→ Work to be completed
Among the lines below, copy exactly those from the one with "use super::*;" through the one with "pub struct InhibitRule", counting both ends.

→ Supplied records

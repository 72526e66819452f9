use std::sync::atomic::{AtomicU64, Ordering};
use std::sync::Arc;
use std::time::Duration;

use tokio::sync::RwLock;
use tokio::time::Instant;

/// Stable identity of one cluster member. Ordering between peer ids is
/// lexicographic and determines `position()`.
#[derive(Debug, Clone, PartialEq, Eq, PartialOrd, Ord, Hash, serde::Serialize, serde::Deserialize)]
pub struct PeerId(String);

impl PeerId {
    #[must_use]
    pub fn new(value: impl Into<String>) -> Self {
        Self(value.into())
    }

    #[must_use]
    pub fn as_str(&self) -> &str {
        &self.0
    }
}

impl std::fmt::Display for PeerId {
    fn fmt(&self, f: &mut std::fmt::Formatter<'_>) -> std::fmt::Result {
        f.write_str(&self.0)
    }
}

#[derive(Debug, Clone, PartialEq, Eq, serde::Serialize, serde::Deserialize)]
pub struct Peer {
    pub id: PeerId,
    pub addr: String,
}

/// Tracks the current peer set and this node's rank within it.
///
/// `settle` considers membership stable once it has gone unchanged for a
/// short debounce window, rather than requiring every peer to explicitly
/// ack a join -- good enough for a best-effort overlay where the
/// consequence of acting on a slightly stale view is a missed dedup
/// opportunity, not a correctness violation.
pub struct Membership {
    local_id: PeerId,
    peers: RwLock<Vec<Peer>>,
    generation: AtomicU64,
}

const SETTLE_DEBOUNCE: Duration = Duration::from_millis(200);

impl Membership {
    #[must_use]
    pub fn new(local_id: PeerId, local_addr: impl Into<String>) -> Self {
        Self {
            peers: RwLock::new(vec![Peer { id: local_id.clone(), addr: local_addr.into() }]),
            local_id,
            generation: AtomicU64::new(0),
        }
    }

    #[must_use]
    pub fn local_id(&self) -> &PeerId {
        &self.local_id
    }

    pub async fn peers(&self) -> Vec<Peer> {
        self.peers.read().await.clone()
    }

    pub async fn peer_count(&self) -> usize {
        self.peers.read().await.len()
    }

    /// This node's rank among the current peer set, sorted by `id`.
    /// Stable across a single membership view; changes only when the
    /// peer set itself changes.
    pub async fn position(&self) -> usize {
        let mut ids: Vec<&PeerId> = self.peers.read().await.iter().map(|p| &p.id).collect();
        ids.sort();
        ids.iter().position(|id| **id == self.local_id).unwrap_or(0)
    }

    /// Non-blocking best-effort version of [`Self::position`], for
    /// callers on a synchronous hot path. Returns `None` if the read
    /// lock is currently held for writing.
    #[must_use]
    pub fn try_position(&self) -> Option<usize> {
        let guard = self.peers.try_read().ok()?;
        let mut ids: Vec<&PeerId> = guard.iter().map(|p| &p.id).collect();
        ids.sort();
        Some(ids.iter().position(|id| **id == self.local_id).unwrap_or(0))
    }

    /// Non-blocking best-effort version of [`Self::peer_count`].
    #[must_use]
    pub fn try_peer_count(&self) -> Option<usize> {
        self.peers.try_read().ok().map(|guard| guard.len())
    }

    /// Replace the known peer set, e.g. after receiving a membership
    /// update from the transport layer.
    pub async fn set_peers(&self, mut peers: Vec<Peer>) {
        if !peers.iter().any(|p| p.id == self.local_id) {
            peers.push(Peer { id: self.local_id.clone(), addr: String::new() });
        }
        *self.peers.write().await = peers;
        self.generation.fetch_add(1, Ordering::SeqCst);
    }

    /// Block until the peer set hasn't changed for a short debounce
    /// window, or `timeout` elapses, whichever comes first. Returns
    /// whether membership settled (`false` means it timed out still
    /// churning).
    pub async fn settle(&self, timeout: Duration) -> bool {
        let deadline = Instant::now() + timeout;
        loop {
            let before = self.generation.load(Ordering::SeqCst);
            tokio::time::sleep(SETTLE_DEBOUNCE.min(timeout)).await;
            let after = self.generation.load(Ordering::SeqCst);
            if before == after {
                return true;
            }
            if Instant::now() >= deadline {
                return false;
            }
        }
    }
}

#[must_use]
pub fn shared(local_id: PeerId, local_addr: impl Into<String>) -> Arc<Membership> {
    Arc::new(Membership::new(local_id, local_addr))
}

#[cfg(test)]
mod tests {
    use super::*;

    #[tokio::test]
    async fn position_is_lexicographic_rank() {
        let membership = Membership::new(PeerId::new("b"), "addr-b");
        membership
            .set_peers(vec![
                Peer { id: PeerId::new("a"), addr: "addr-a".into() },
                Peer { id: PeerId::new("b"), addr: "addr-b".into() },
                Peer { id: PeerId::new("c"), addr: "addr-c".into() },
            ])
            .await;
        assert_eq!(membership.position().await, 1);
    }

    #[tokio::test]
    async fn settle_returns_true_once_peers_stop_changing() {
        let membership = Membership::new(PeerId::new("a"), "addr-a");
        assert!(membership.settle(Duration::from_millis(500)).await);
    }
}
//! Inhibition rule definitions: declarative suppression of lower-severity
//! alerts while a higher-severity, related alert is firing.

use serde::{Deserialize, Serialize};

use crate::matcher::Matcher;

/// One inhibition rule: if any currently-firing alert matches
/// `source_matchers`, it silences any candidate alert that matches
/// `target_matchers` and agrees with the source on every label in
/// `equal`.
#[derive(Debug, Clone, Serialize, Deserialize)]
pub struct InhibitRule {
    pub source_matchers: Vec<Matcher>,
    pub target_matchers: Vec<Matcher>,
    pub equal: Vec<String>,
}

→ Exercise answer
    use super::*;

    #[tokio::test]
    async fn position_is_lexicographic_rank() {
        let membership = Membership::new(PeerId::new("b"), "addr-b");
        membership
            .set_peers(vec![
                Peer { id: PeerId::new("a"), addr: "addr-a".into() },
                Peer { id: PeerId::new("b"), addr: "addr-b".into() },
                Peer { id: PeerId::new("c"), addr: "addr-c".into() },
            ])
            .await;
        assert_eq!(membership.position().await, 1);
    }

    #[tokio::test]
    async fn settle_returns_true_once_peers_stop_changing() {
        let membership = Membership::new(PeerId::new("a"), "addr-a");
        assert!(membership.settle(Duration::from_millis(500)).await);
    }
}
//! Inhibition rule definitions: declarative suppression of lower-severity
//! alerts while a higher-severity, related alert is firing.

use serde::{Deserialize, Serialize};

use crate::matcher::Matcher;

/// One inhibition rule: if any currently-firing alert matches
/// `source_matchers`, it silences any candidate alert that matches
/// `target_matchers` and agrees with the source on every label in
/// `equal`.
#[derive(Debug, Clone, Serialize, Deserialize)]
pub struct InhibitRule {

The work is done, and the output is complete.